Some important annotations are as follows:

  1. @Required The @Required annotation applies to bean property setter methods.
  2. @Autowired The @Autowired annotation can apply to bean property setter methods, non-setter methods, constructor and properties.
  3. @Qualifier The @Qualifier annotation along with @Autowired can be used to remove the confusion by specifiying which exact bean will be wired.
  4. JSR-250 Annotations Spring supports JSR-250 based annotations which include @Resource, @PostConstruct and @PreDestroy annotations.

Java-based configuration: Starting with Spring 3.0, many features provided by the Spring JavaConfig project became part of the core Spring Framework. Thus you can define beans external to your application classes by using Java rather than XML files. To use these new features, see the @Configuration, @Bean, @Import and @DependsOn annotations.

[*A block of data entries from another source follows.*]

#[cfg(test)]
pub(crate) mod test {
    use chrono::TimeZone;
    use rand::Rng;

    use super::*;
    use crate::{lazy_init_tracing, protocol::FIX_LEN};

    /// A plausible fix near Portland, OR.
    pub(crate) fn sample_fix() -> Fix {
        let mut sats = [SatelliteEntry::default(); NUM_SATS];
        for (i, (n, s)) in [(3, 5), (7, 2), (12, 7), (19, 0), (25, 4)].iter().enumerate() {
            sats[i] = SatelliteEntry::new(*n, *s).unwrap();
        }
        Fix {
            time: TimeRecord(Utc.with_ymd_and_hms(2011, 6, 14, 17, 30, 5).unwrap()),
            position: EcefCoordinate {
                x: -2_417_115,
                y: -3_767_937,
                z: 4_528_069,
            },
            mort: MortStatus::new(1).unwrap(),
            fix_type: FixType::new(4).unwrap(),
            dop: Dop::from_value(2.4).unwrap(),
            sats: SatelliteArray(sats),
            error: Error3d::from_value(Some(12.2)).unwrap(),
            main_v: Voltage::from_volts(3.70).unwrap(),
            beacon_v: Voltage::from_volts(3.12).unwrap(),
            temp: Temperature::from_celsius(21).unwrap(),
        }
    }

    #[test]
    fn test_fix_layout() {
        lazy_init_tracing();
        let fix = sample_fix();
        let bytes = fix.to_bytes().unwrap();
        assert_eq!(bytes.len(), FIX_LEN);
        // time word is big-endian seconds since the epoch
        let secs = Utc.with_ymd_and_hms(2011, 6, 14, 17, 30, 5).unwrap().timestamp()
            - GDF_EPOCH_UNIX;
        assert_eq!(&bytes[0..4], &(secs as i32).to_be_bytes());
        assert_eq!(&bytes[4..8], &(-2_417_115i32).to_be_bytes());
        // mortality 1 in the high 3 bits, fix type 4 in the low 5
        assert_eq!(bytes[16], 0b001_00100);
        assert_eq!(bytes[17], 12);
        // satellite 3, signal 5
        assert_eq!(bytes[18], 0b00011_101);
        assert_eq!(bytes[29], 61);
        assert_eq!(bytes[30], 185);
        assert_eq!(bytes[31], 156);
        assert_eq!(bytes[32], 124);

        let decoded = Fix::decode(&mut ByteCursor::new(&bytes)).unwrap();
        assert_eq!(decoded, fix);
        assert_eq!(decoded.num_sats_used(), 5);
        assert_eq!(decoded.fix_type.label(), "GPS-3D");
        assert_eq!(decoded.mort.label(), "Status 1");
    }

    #[test]
    fn test_time_reserved_bits_masked() {
        let t = TimeRecord::from_raw(0x4000_0000 | 3600).unwrap();
        assert_eq!(t.0, Utc.with_ymd_and_hms(2000, 1, 1, 1, 0, 0).unwrap());
        assert_eq!(t.to_raw().unwrap(), 3600);
        let t = TimeRecord::from_raw(-1).unwrap();
        assert_eq!(t.0.timestamp(), GDF_EPOCH_UNIX + i64::from(TIME_MASK));
    }

    #[test]
    fn test_time_before_epoch() {
        let t = TimeRecord(Utc.with_ymd_and_hms(1999, 12, 31, 23, 59, 59).unwrap());
        assert!(matches!(t.to_raw(), Err(Error::OutOfRange(_))));
    }

    #[test]
    fn test_time_fractional_second_rejected() {
        let t = TimeRecord(DateTime::from_timestamp(1_000_000_000, 500_000_000).unwrap());
        assert!(matches!(t.to_raw(), Err(Error::OutOfRange(_))));
        let mut w = ByteWriter::new();
        assert!(t.encode(&mut w).is_err());
        assert!(w.is_empty());
        let whole = TimeRecord(DateTime::from_timestamp(1_000_000_000, 0).unwrap());
        let raw = whole.to_raw().unwrap();
        assert_eq!(TimeRecord::from_raw(raw).unwrap(), whole);
    }

    #[test]
    fn test_temperature_extremes() {
        assert!(matches!(
            Temperature::from_celsius(i16::MAX),
            Err(Error::OutOfRange(_))
        ));
        assert!(matches!(
            Temperature::from_celsius(i16::MIN),
            Err(Error::OutOfRange(_))
        ));
    }

    #[test]
    fn test_scaled_values() {
        let v = Voltage::from_volts(3.70).unwrap();
        assert!((v.volts() - 3.70).abs() <= 0.02);
        assert_eq!(Temperature::from_celsius(21).unwrap().celsius(), 21);
        assert_eq!(Temperature::from_celsius(-103).unwrap().0, 0);
        assert_eq!(Temperature::from_celsius(152).unwrap().0, 255);
        assert!(Temperature::from_celsius(153).is_err());
        assert!(Temperature::from_celsius(-104).is_err());
        assert_eq!(Dop::from_value(2.4).unwrap().value(), 2.4);
        assert!(Dop::from_value(51.2).is_err());
        assert!(Voltage::from_volts(-0.5).is_err());
    }

    #[test]
    fn test_error_not_available() {
        assert_eq!(Error3d(0x00).value(), None);
        assert_eq!(Error3d(0xff).value(), None);
        assert_eq!(Error3d(61).value(), Some(12.2));
        assert_eq!(Error3d::from_value(None).unwrap().value(), None);
        assert!(Error3d::from_value(Some(0.0)).is_err());
        assert!(Error3d::from_value(Some(51.0)).is_err());
    }

    #[test]
    fn test_satellite_snr() {
        assert_eq!(SatelliteEntry::new(0, 7).unwrap().snr(), 0);
        assert_eq!(SatelliteEntry::new(31, 0).unwrap().snr(), 29);
        assert_eq!(SatelliteEntry::new(31, 7).unwrap().snr(), 50);
        assert!(SatelliteEntry::new(32, 0).is_err());
        assert!(SatelliteEntry::new(1, 8).is_err());
    }

    #[test]
    fn test_label_encoding_is_lossy() {
        // every "No Fix" index collapses to 0
        let ft = FixType::from_label(FixType::new(7).unwrap().label()).unwrap();
        assert_eq!(ft.index(), 0);
        assert_eq!(FixType::from_label("val. GPS-3D").unwrap().index(), 20);
        // first "Argos-3" index does not fit 5 bits
        assert!(matches!(
            FixType::from_label("Argos-3"),
            Err(Error::OutOfRange(_))
        ));
        assert_eq!(MortStatus::from_label("Status 2").unwrap().index(), 2);
        assert!(FixType::new(32).is_err());
        assert!(MortStatus::new(8).is_err());
    }

    #[test]
    fn test_ecef_truncates_toward_zero() {
        let c = EcefCoordinate::from_ecef(&Ecef::new(1.9, -1.9, -0.5)).unwrap();
        assert_eq!(c, EcefCoordinate { x: 1, y: -1, z: 0 });
        assert!(EcefCoordinate::from_ecef(&Ecef::new(f64::NAN, 0.0, 0.0)).is_err());
        assert!(EcefCoordinate::from_ecef(&Ecef::new(3e9, 0.0, 0.0)).is_err());
    }

    #[test]
    fn test_random_fix_round_trip() {
        lazy_init_tracing();
        let mut rng = rand::thread_rng();
        for _ in 0..200 {
            let mut sats = [SatelliteEntry::default(); NUM_SATS];
            for sat in sats.iter_mut() {
                *sat = SatelliteEntry::new(rng.gen_range(0..32), rng.gen_range(0..8)).unwrap();
            }
            let fix = Fix {
                time: TimeRecord::from_raw(rng.gen_range(0..=TIME_MASK)).unwrap(),
                position: EcefCoordinate {
                    x: rng.gen(),
                    y: rng.gen(),
                    z: rng.gen(),
                },
                mort: MortStatus::new(rng.gen_range(0..8)).unwrap(),
                fix_type: FixType::new(rng.gen_range(0..32)).unwrap(),
                dop: Dop(rng.gen()),
                sats: SatelliteArray(sats),
                error: Error3d(rng.gen()),
                main_v: Voltage(rng.gen()),
                beacon_v: Voltage(rng.gen()),
                temp: Temperature(rng.gen()),
            };
            let bytes = fix.to_bytes().unwrap();
            assert_eq!(bytes.len(), FIX_LEN);
            let decoded = Fix::decode(&mut ByteCursor::new(&bytes)).unwrap();
            assert_eq!(decoded, fix);
        }
    }
}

package com.r4r.snippets.enterprise;
import org.springframework.context.annotation.Bean;
import org.springframework.context.annotation.Configuration;
import com.r4r.snippets.enterprise.services.HelloWorldService;
@Configuration
public class TestConfig {
@Bean(name="helloWorldBean")
public HelloWorldService helloWorldService() {
return new HelloWorldService();
}}

The @Bean annotation over the helloWorld() method indicates that this method produces a bean to be managed by the Spring container.